On Thu, Nov 7, 2013 at 2:20 PM, Jan Kara <jack@...e.cz> wrote:
> On Thu 07-11-13 13:50:09, Andiry Xu wrote:
>> On Thu, Nov 7, 2013 at 1:07 PM, Jan Kara <jack@...e.cz> wrote:
>> > On Thu 07-11-13 12:14:13, Andiry Xu wrote:
>> >> On Wed, Nov 6, 2013 at 1:18 PM, Jan Kara <jack@...e.cz> wrote:
>> >> > On Tue 05-11-13 17:28:35, Andiry Xu wrote:
>> >> >> >> Do you know the reason why write() outperforms mmap() in some cases? I
>> >> >> >> know it's not related the thread but I really appreciate if you can
>> >> >> >> answer my question.
>> >> >> >   Well, I'm not completely sure. mmap()ed memory always works on page-by-page
>> >> >> > basis - you first access the page, it gets faulted in and you can further
>> >> >> > access it. So for small (sub page size) accesses this is a win because you
>> >> >> > don't have an overhead of syscall and fs write path. For accesses larger
>> >> >> > than page size the overhead of syscall and some initial checks is well
>> >> >> > hidden by other things. I guess write() ends up being more efficient
>> >> >> > because write path taken for each page is somewhat lighter than full page
>> >> >> > fault. But you'd need to look into perf data to get some hard numbers on
>> >> >> > where the time is spent.
>> >> >> >
>> >> >>
>> >> >> Thanks for the reply.
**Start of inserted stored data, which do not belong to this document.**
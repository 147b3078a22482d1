//! Dense per-profile travel matrices.

/// A dense `n x n` matrix stored in row-major order, indexed by location.
///
/// Generalizes the teacher's `DistanceMatrix` (`f64`, single matrix) to the
/// fixed-precision integer durations/distances/costs spec.md §3 requires,
/// one matrix per field.
///
/// # Examples
///
/// ```
/// use vrp_core::models::Matrix;
///
/// let mut m = Matrix::new(2);
/// m.set(0, 1, 100);
/// assert_eq!(m.get(0, 1), 100);
/// assert_eq!(m.get(1, 0), 0);
/// assert_eq!(m.size(), 2);
/// ```
#[derive(Debug, Clone)]
pub struct Matrix {
    data: Vec<i64>,
    size: usize,
}

impl Matrix {
    /// Creates a matrix of the given size, initialized to zero.
    pub fn new(size: usize) -> Self {
        Self {
            data: vec![0; size * size],
            size,
        }
    }

    /// Builds a matrix from an explicit row-major grid.
    ///
    /// Returns `None` if `data.len() != size * size`.
    pub fn from_data(size: usize, data: Vec<i64>) -> Option<Self> {
        if data.len() != size * size {
            return None;
        }
        Some(Self { data, size })
    }

    /// Value at `(from, to)`.
    ///
    /// # Panics
    ///
    /// Panics if either index is out of bounds.
    pub fn get(&self, from: usize, to: usize) -> i64 {
        self.data[from * self.size + to]
    }

    /// Sets the value at `(from, to)`.
    pub fn set(&mut self, from: usize, to: usize, value: i64) {
        self.data[from * self.size + to] = value;
    }

    /// Number of locations this matrix covers.
    pub fn size(&self) -> usize {
        self.size
    }
}

/// Durations, distances, and an optional explicit cost matrix for one
/// vehicle profile (spec.md §3).
///
/// When `costs` is absent, cost is derived per-vehicle from `durations`,
/// `distances`, and that vehicle's cost parameters (spec.md §4.1).
#[derive(Debug, Clone)]
pub struct ProfileMatrices {
    durations: Matrix,
    distances: Matrix,
    costs: Option<Matrix>,
}

impl ProfileMatrices {
    /// Creates a new per-profile matrix set. Panics if `durations` and
    /// `distances` (and `costs`, if present) don't share the same size.
    pub fn new(durations: Matrix, distances: Matrix, costs: Option<Matrix>) -> Self {
        assert_eq!(durations.size(), distances.size(), "matrix size mismatch");
        if let Some(c) = &costs {
            assert_eq!(durations.size(), c.size(), "matrix size mismatch");
        }
        Self {
            durations,
            distances,
            costs,
        }
    }

    pub fn durations(&self) -> &Matrix {
        &self.durations
    }

    pub fn distances(&self) -> &Matrix {
        &self.distances
    }

    pub fn costs(&self) -> Option<&Matrix> {
        self.costs.as_ref()
    }

    pub fn size(&self) -> usize {
        self.durations.size()
    }
}

#[cfg(test)]
mod tests {
    use super::*;

    #[test]
    fn test_matrix_get_set() {
        let mut m = Matrix::new(3);
        m.set(0, 2, 42);
        assert_eq!(m.get(0, 2), 42);
        assert_eq!(m.get(2, 0), 0);
    }

    #[test]
    fn test_from_data() {
        let m = Matrix::from_data(2, vec![0, 1, 2, 0]).expect("valid");
        assert_eq!(m.get(0, 1), 1);
        assert_eq!(m.get(1, 0), 2);
    }

    #[test]
    fn test_from_data_wrong_size() {
        assert!(Matrix::from_data(2, vec![0, 1, 2]).is_none());
    }

    #[test]
    fn test_profile_matrices_no_costs() {
        let durations = Matrix::from_data(2, vec![0, 10, 10, 0]).unwrap();
        let distances = Matrix::from_data(2, vec![0, 100, 100, 0]).unwrap();
        let pm = ProfileMatrices::new(durations, distances, None);
        assert!(pm.costs().is_none());
        assert_eq!(pm.size(), 2);
    }

    #[test]
    #[should_panic(expected = "matrix size mismatch")]
    fn test_profile_matrices_mismatched_sizes_panics() {
        let durations = Matrix::new(2);
        let distances = Matrix::new(3);
        ProfileMatrices::new(durations, distances, None);
    }
}
//! JSON boundary between the core solver and the outside world
//! (spec.md §6): parses the input document into a frozen [`crate::models::Input`]
//! and serializes an assembled [`crate::solution::Solution`] back out.

pub mod input_json;
pub mod output_json;

pub use input_json::parse_input;
pub use output_json::{build_output, ComputingTimes};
However I have filled up the whole RAM disk
>> >> >> before doing the test, i.e. asked the brd driver to allocate all the
>> >> >> pages initially.
>> >> >   Well, pages in ramdisk are always present, that's not an issue. But you
>> >> > will get a page fault to map a particular physical page in process'
>> >> > virtual address space when you first access that virtual address in the
>> >> > mapping from the process. The cost of setting up this virtual->physical
>> >> > mapping is what I'm talking about.
>> >> >
>> >>
>> >> Yes, you are right, there are page faults observed with perf. I
>> >> misunderstood page fault as copying pages between backing store and
>> >> physical memory.
>> >>
>> >> > If you had a process which first mmaps the file and writes to all pages in
>> >> > the mapping and *then* measure the cost of another round of writing to the
>> >> > mapping, I would expect you should see speeds close to those of memory bus.
>> >> >
>> >>
>> >> I've tried this as well. mmap() performance improves but still not as
>> >> good as write().
>> >> I used the perf report to compare write() and mmap() applications. For
>> >> write() version, top of perf report shows as:
>> >> 33.33%  __copy_user_nocache
>> >> 4.72%    ext2_get_blocks
>> >> 4.42%    mutex_unlock
>> >> 3.59%    __find_get_block
>> >>
>> >> which looks reasonable.
>> >>
>> >> However, for mmap() version, the perf report looks strange:
>> >> 94.98% libc-2.15.so       [.] 0x000000000014698d
>> >> 2.25%   page_fault
>> >> 0.18%   handle_mm_fault
>> >>
>> >> I don't know what the first item is but it took the majority of cycles.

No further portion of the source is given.